The world is going to pieces and people like [Ansel] Adams and [Edward] Weston are photographing rocks!
You know why the beetles and buttercups so please you?
It is because you do not know the human soul, you do not see the stars!
There is no denying: we humans love drama. Every nature documentary needs some of it. Will the young duckling survive? Will the antelope escape the lions? Mostly, however, we love drama involving ourselves. That might be a reason why artists, filmmakers and writers have and still do produce so much works about war. War as the ultimate human drama. Both quotes above were written at times of war. The Cartier-Bresson quote is from the time of WWII and Hebbel wrote at the dawn of the German Revolution of 1848.
Both quotes also sharply criticize artists that in such times of human drama do not pick up on this drama but continue to make nature the theme of their work. To me the criticism seems to be that such nature-artists don’t get their priorities straight. Is this right? Is there an implicit supremacy of human affairs over nature? There is an answer to that.
Hebbels text was directed against the Austrian writer Adalbert Stifter, about whom I wrote in the last post. In 1852, then, Stifter gave an answer in the preface to a collection of his novellas. There he wrote: “The breeze in the air, the murmur of water, the growth of corn, the waves of the sea, the wonder of spring, the shimmer of the sky, the glimmer of the stars – these I consider awesome. The majestic thunderstorm, the lightning that splits houses, the storm driving the flood, the volcano, the earthquake that shatters countries I do not consider greater than the above; instead I consider them less awesome as they are only the results of higher laws.”
These “higher laws”, Stifter called the Gentle Law. In 1841 John Phillips had published the first global geologic time scale. In 1852, when Stifter wrote his text, Darwin had formulated but not yet published his theory on evolution through natural selection. We humans started to realize that nature is organized as evolving systems of systems – and humans are but a speck of dust in that.

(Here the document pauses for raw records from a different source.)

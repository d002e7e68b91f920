//! Pack layouts and buffer validation shared by both algorithms.

use std::fmt;

use crate::error::{BenchError, Result};

use super::word::Word;

/// How a buffer is divided into units of benchmarked work.
#[derive(Clone, Copy, Debug, PartialEq, Eq)]
pub struct PackLayout {
    /// Words consumed per inner-loop iteration.
    pub words_per_pack: usize,
    /// Words that hold no operation of their own (chain head and tail).
    pub reserved_words: usize,
}

/// `[a, b, result, padding]`, one independent operation per pack.
pub const PIPELINED: PackLayout = PackLayout {
    words_per_pack: 4,
    reserved_words: 0,
};

/// `[first, x1, x2, ..., result]`, one chained operation per word between head and tail.
pub const SEQUENTIAL: PackLayout = PackLayout {
    words_per_pack: 1,
    reserved_words: 2,
};

impl PackLayout {
    pub fn pack_bytes<T: Word>(&self) -> usize {
        self.words_per_pack * std::mem::size_of::<T>()
    }

    /// Smallest buffer that yields at least one operation.
    pub fn min_bytes<T: Word>(&self) -> usize {
        (self.reserved_words + self.words_per_pack) * std::mem::size_of::<T>()
    }

    /// Check a source/working buffer pair and return the operations one pass performs.
    ///
    /// Runs before any timing so a malformed configuration never produces a result.
    pub fn validate<T: Word>(&self, source_len: usize, work_len: usize) -> Result<usize> {
        let invalid = |reason| BenchError::InvalidBufferSize {
            source_len,
            work_len,
            reason,
        };

        if source_len != work_len {
            return Err(invalid("source and working buffers differ in size"));
        }
        if source_len < self.min_bytes::<T>() {
            return Err(invalid("buffer cannot hold a single pack"));
        }

        let pack_bytes = self.pack_bytes::<T>();
        if source_len % pack_bytes != 0 {
            return Err(BenchError::MisalignedBufferSize {
                size: source_len,
                pack_bytes,
            });
        }

        let words = source_len / std::mem::size_of::<T>();
        Ok((words - self.reserved_words) / self.words_per_pack)
    }
}

/// Outer repeats for one timed pass: about `ops_budget` operations in total, never zero.
pub fn repeat_count(ops_per_repeat: usize, ops_budget: usize) -> usize {
    (ops_budget / ops_per_repeat.max(1)).max(1)
}

/// Throughput (independent packs) or latency (dependency chain).
#[derive(Clone, Copy, Debug, PartialEq, Eq, Hash, PartialOrd, Ord, clap::ValueEnum)]
pub enum ExecutionMode {
    Pipelined,
    Sequential,
}

impl ExecutionMode {
    pub const ALL: [ExecutionMode; 2] = [ExecutionMode::Pipelined, ExecutionMode::Sequential];

    pub const fn layout(self) -> PackLayout {
        match self {
            ExecutionMode::Pipelined => PIPELINED,
            ExecutionMode::Sequential => SEQUENTIAL,
        }
    }

    pub const fn name(self) -> &'static str {
        match self {
            ExecutionMode::Pipelined => "Pipelined",
            ExecutionMode::Sequential => "Sequential",
        }
    }
}

impl fmt::Display for ExecutionMode {
    fn fmt(&self, f: &mut fmt::Formatter<'_>) -> fmt::Result {
        f.write_str(self.name())
    }
}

Stifter continues to say that humankind in its infancy only admired the strong, the violent, the heroic and the ones able to suppress others. But, he continues, when humankind matured it recognized the moral laws and the rule of law as foundation for human societies. It is by love, respect for the other and peaceful cooperation that humans individually and as societies thrive. Gentleness rules, one could say.
If we accept this as a “law” or rather a program, an aspiration or wishful thinking I always found this a refreshing view. In history lessons we still seem to talk more about wars and revolutions and less about achievements in agriculture and our efforts to co-exist peacefully. Stifter’s view, that we shouldn’t so much fetishize drama and more focus on the epic of the big picture, the slow evolution of nature and culture seems to me worth considering. Stifter implicitly also reminds us that we can learn from nature also for our own lives and societies, not by looking at volcano eruptions but by watching the gentle turn of the seasons.
This is something, that has deeply ingrained itself into my mind: observing nature teaches us about the forces that also guide us. This conviction has made me a nature and landscape photographer.
Every time I open a newspaper I easily get convinced that the world is going to pieces. But shall we let insanity win? I think remembering Stifter’s Gentle Law can help us both staying sane and getting our priorities right.
Oh how I wish we would more often look at rocks and less often throw them.